Individual Action and System Change - Peer Pressure Might Be the Key

Individual action and system change - two concepts often pitted against each other. It is, of course, the latter we need and urgently too - and we here at Flight Free USA fully believe in individual choices and actions as a given part in that.

Professor Robert Frank’s studies of “behavioral contagion” support this idea:

www.washingtonpost.com/outlook/2020/02/20/how-peer-pressure-can-help-save-planet/

From the piece:

"Human nature is more complex than assumed in the simple models once favored by most economists.

[...]

It’s when we consider the effects of our behavior on our peers, and vice versa, that the consequences of individual decisions to reduce carbon use start to grow in importance.

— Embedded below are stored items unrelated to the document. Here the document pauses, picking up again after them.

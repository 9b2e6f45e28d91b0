//! Interned names, shared by the middle end and the back end.

/// A symbol, label, or function name.
///
/// The emitters only ever look at names; they never own or free their
/// storage. Interning makes the handle `Copy`, so instructions carrying an
/// `Id` can be reordered by LICM and dropped after emission without any
/// lifetime tie to a name arena, and two mentions of the same symbol
/// compare as cheaply as integers.
pub type Id = internment::Intern<String>;

/// Intern a string slice as an [Id].
pub fn id(s: &str) -> Id {
    Id::new(s.to_string())
}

We know, for example, that decisions about car purchases are influenced by the actions of neighbors. In a 2008 study, economists from UCLA and Helsinki [...] found that people were 12 percent more likely to purchase a car on a given day if one of their 10 nearest neighbors had purchased one during the preceding 10 days."

If we are more likely to buy a new car because our neighbor just did...then of course our neighbors are also more likely to change their habits if they see that we are doing it, first. “The system” is made up by people. And the ripple effects of our behavior are probably bigger than we think, many times. Individual action is not “enough”, by any means (in the sense, big corporations and politics need to change already) - but what we ourselves do is part of that whole change.

“I took the train”-bragging, “I have no car”-bragging, “I never fly-bragging”, “we’re saving water”-bragging, “we cut our energy-use by half”-bragging, “we’ve gone almost no-waste”-bragging...and so on. If there’s anything in the world that’s worth “bragging” about, it’s all the improvements we’re making, and which we can inspire our peers to do, too. The border over to virtue-signaling might feel thin (and we should stay very clear from shaming each other or neglecting to see our inherent privileges or other people’s different situations and capacities)...but it’s a fine line worth looking for, when the upside of it all is to have our neighbors join the movement...right?